** Task statement **
I need the number of lines in the following entries that hold the word "PipelineRequest", and no other text.

** Source data **
+++

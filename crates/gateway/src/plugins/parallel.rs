//! Parallel provider fan-out.
//!
//! Activated with params listing `provider/model` targets. Every target gets
//! an isolated clone of the request, answered through the capture invoker
//! concurrently. The merged response is deterministic: the first successful
//! target (in params order) is the base, later successes contribute their
//! choices re-indexed, and usage counters sum.

use async_trait::async_trait;
use axum::response::Response;
use serde_json::Value;

use crate::{
    error::{GatewayError, GatewayResult},
    format::JsonMap,
    pipeline::{HandlerInvoker, PipelineRequest, json_response},
    plugin::{Plugin, RecursiveHandlerPlugin},
    plugins::fallback::parse_targets,
};

#[derive(Default)]
pub struct ParallelPlugin;

impl ParallelPlugin {
    pub fn new() -> Self {
        Self
    }
}

impl Plugin for ParallelPlugin {
    fn name(&self) -> &str {
        "virtual:parallel"
    }

    fn as_recursive(&self) -> Option<&dyn RecursiveHandlerPlugin> {
        Some(self)
    }
}

#[async_trait]
impl RecursiveHandlerPlugin for ParallelPlugin {
    async fn handle(
        &self,
        params: &str,
        invoker: &HandlerInvoker<'_>,
        request: &PipelineRequest,
    ) -> GatewayResult<Option<Response>> {
        let targets = parse_targets(params);

        if targets.is_empty() {
            return Ok(None);
        }

        // Each clone is owned by exactly one sub-handler.
        let calls = targets
            .iter()
            .map(|target| invoker.invoke_handler_capture(request.with_model(target)));

        let results = futures::future::join_all(calls).await;

        let mut merged: Option<JsonMap> = None;
        let mut last_error = None;

        for (target, result) in targets.iter().zip(results) {
            match result {
                Ok(response) => match merged.as_mut() {
                    Some(base) => merge_response(base, &response),
                    None => merged = Some(response),
                },
                Err(error) => {
                    log::warn!("Parallel target '{target}' failed: {error}");
                    last_error = Some(error);
                }
            }
        }

        match merged {
            Some(merged) => json_response(200, &merged).map(Some),
            None => Err(last_error.unwrap_or_else(|| GatewayError::Internal("no parallel target succeeded".into()))),
        }
    }
}

/// Folds a later response into the base: choices append re-indexed, usage
/// counters sum.
fn merge_response(base: &mut JsonMap, other: &JsonMap) {
    let base_choices = base
        .entry("choices".to_string())
        .or_insert_with(|| Value::Array(Vec::new()));

    if let (Value::Array(base_choices), Some(Value::Array(other_choices))) = (base_choices, other.get("choices")) {
        for choice in other_choices {
            let mut choice = choice.clone();

            if let Value::Object(choice) = &mut choice {
                choice.insert("index".to_string(), Value::from(base_choices.len() as u64));
            }

            base_choices.push(choice);
        }
    }

    let (Some(Value::Object(base_usage)), Some(Value::Object(other_usage))) =
        (base.get_mut("usage"), other.get("usage"))
    else {
        return;
    };

    for field in ["prompt_tokens", "completion_tokens", "total_tokens"] {
        let sum = base_usage.get(field).and_then(Value::as_u64).unwrap_or(0)
            + other_usage.get(field).and_then(Value::as_u64).unwrap_or(0);

        base_usage.insert(field.to_string(), Value::from(sum));
    }
}

#[cfg(test)]
mod tests {
    use super::*;
    use serde_json::json;

    fn response(content: &str, prompt: u64, completion: u64) -> JsonMap {
        json!({
            "object": "chat.completion",
            "choices": [{"index": 0, "message": {"role": "assistant", "content": content}, "finish_reason": "stop"}],
            "usage": {"prompt_tokens": prompt, "completion_tokens": completion, "total_tokens": prompt + completion},
        })
        .as_object()
        .unwrap()
        .clone()
    }

    #[test]
    fn merge_appends_choices_reindexed_and_sums_usage() {
        let mut base = response("first", 10, 2);
        let other = response("second", 7, 3);

        merge_response(&mut base, &other);

        let choices = base["choices"].as_array().unwrap();
        assert_eq!(choices.len(), 2);
        assert_eq!(choices[0]["index"], json!(0));
        assert_eq!(choices[0]["message"]["content"], json!("first"));
        assert_eq!(choices[1]["index"], json!(1));
        assert_eq!(choices[1]["message"]["content"], json!("second"));

        assert_eq!(base["usage"]["prompt_tokens"], json!(17));
        assert_eq!(base["usage"]["completion_tokens"], json!(5));
        assert_eq!(base["usage"]["total_tokens"], json!(22));
    }

    #[test]
    fn merge_without_usage_only_appends_choices() {
        let mut base = response("first", 1, 1);
        let other = json!({"choices": [{"index": 0, "message": {"role": "assistant", "content": "x"}}]})
            .as_object()
            .unwrap()
            .clone();

        merge_response(&mut base, &other);

        assert_eq!(base["choices"].as_array().unwrap().len(), 2);
        assert_eq!(base["usage"]["prompt_tokens"], json!(1));
    }
}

+++

** Output for this exercise **
2